* **Aim of the exercise**:
Going through the entries below, copy out each line that contains "space".
+++
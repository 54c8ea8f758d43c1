//! PCI configuration space access
//!
//! Discovery only needs the first 256 bytes of a function's configuration
//! space, so the legacy I/O mechanism on ports 0xCF8/0xCFC is sufficient.
//! Other environments (an extender's BIOS services, a hypervisor) plug in
//! their own [`PciAccess`].

use super::PciAddress;

/// Trait for PCI configuration space access
///
/// Only the dword accessors are required; narrower accesses are derived from
/// them with read-modify-write on the containing dword.
pub trait PciAccess {
    /// Read a 32-bit value from PCI configuration space
    fn read32(&self, addr: PciAddress, offset: u8) -> u32;

    /// Write a 32-bit value to PCI configuration space
    fn write32(&self, addr: PciAddress, offset: u8, value: u32);

    /// Read a 16-bit value from PCI configuration space
    fn read16(&self, addr: PciAddress, offset: u8) -> u16 {
        let shift = (offset & 0x02) * 8;
        let value = self.read32(addr, offset & !0x3);
        ((value >> shift) & 0xFFFF) as u16
    }

    /// Write a 16-bit value to PCI configuration space
    fn write16(&self, addr: PciAddress, offset: u8, value: u16) {
        let aligned_offset = offset & !0x3;
        let shift = (offset & 0x02) * 8;
        let current = self.read32(addr, aligned_offset);
        let mask = !(0xFFFF_u32 << shift);
        self.write32(addr, aligned_offset, (current & mask) | ((value as u32) << shift));
    }

    /// Read an 8-bit value from PCI configuration space
    fn read8(&self, addr: PciAddress, offset: u8) -> u8 {
        let shift = (offset & 0x03) * 8;
        let value = self.read32(addr, offset & !0x3);
        ((value >> shift) & 0xFF) as u8
    }

    /// Write an 8-bit value to PCI configuration space
    fn write8(&self, addr: PciAddress, offset: u8, value: u8) {
        let aligned_offset = offset & !0x3;
        let shift = (offset & 0x03) * 8;
        let current = self.read32(addr, aligned_offset);
        let mask = !(0xFF_u32 << shift);
        self.write32(addr, aligned_offset, (current & mask) | ((value as u32) << shift));
    }
}

impl<A: PciAccess + ?Sized> PciAccess for &A {
    fn read32(&self, addr: PciAddress, offset: u8) -> u32 {
        (**self).read32(addr, offset)
    }

    fn write32(&self, addr: PciAddress, offset: u8, value: u32) {
        (**self).write32(addr, offset, value)
    }
}

/// PCI configuration space ports (legacy CAM)
#[cfg(target_arch = "x86_64")]
const PCI_CONFIG_ADDRESS: u16 = 0xCF8;
#[cfg(target_arch = "x86_64")]
const PCI_CONFIG_DATA: u16 = 0xCFC;

/// Legacy I/O port-based PCI Configuration Access Mechanism
#[derive(Debug, Default, Clone, Copy)]
pub struct IoCamAccess;

impl PciAccess for IoCamAccess {
    #[cfg(target_arch = "x86_64")]
    fn read32(&self, addr: PciAddress, offset: u8) -> u32 {
        use x86_64::instructions::port::{Port, PortWriteOnly};

        let mut address_port: PortWriteOnly<u32> = PortWriteOnly::new(PCI_CONFIG_ADDRESS);
        let mut data_port: Port<u32> = Port::new(PCI_CONFIG_DATA);

        unsafe {
            address_port.write(addr.cam_address(offset));
            data_port.read()
        }
    }

    #[cfg(not(target_arch = "x86_64"))]
    fn read32(&self, _addr: PciAddress, _offset: u8) -> u32 {
        0xFFFFFFFF
    }

    #[cfg(target_arch = "x86_64")]
    fn write32(&self, addr: PciAddress, offset: u8, value: u32) {
        use x86_64::instructions::port::{Port, PortWriteOnly};

        let mut address_port: PortWriteOnly<u32> = PortWriteOnly::new(PCI_CONFIG_ADDRESS);
        let mut data_port: Port<u32> = Port::new(PCI_CONFIG_DATA);

        unsafe {
            address_port.write(addr.cam_address(offset));
            data_port.write(value);
        }
    }

    #[cfg(not(target_arch = "x86_64"))]
    fn write32(&self, _addr: PciAddress, _offset: u8, _value: u32) {}
}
+++
* **Your response**:
//! PCI configuration space access
//! space, so the legacy I/O mechanism on ports 0xCF8/0xCFC is sufficient.
/// Trait for PCI configuration space access
    /// Read a 32-bit value from PCI configuration space
    /// Write a 32-bit value to PCI configuration space
    /// Read a 16-bit value from PCI configuration space
    /// Write a 16-bit value to PCI configuration space
    /// Read an 8-bit value from PCI configuration space
    /// Write an 8-bit value to PCI configuration space
/// PCI configuration space ports (legacy CAM)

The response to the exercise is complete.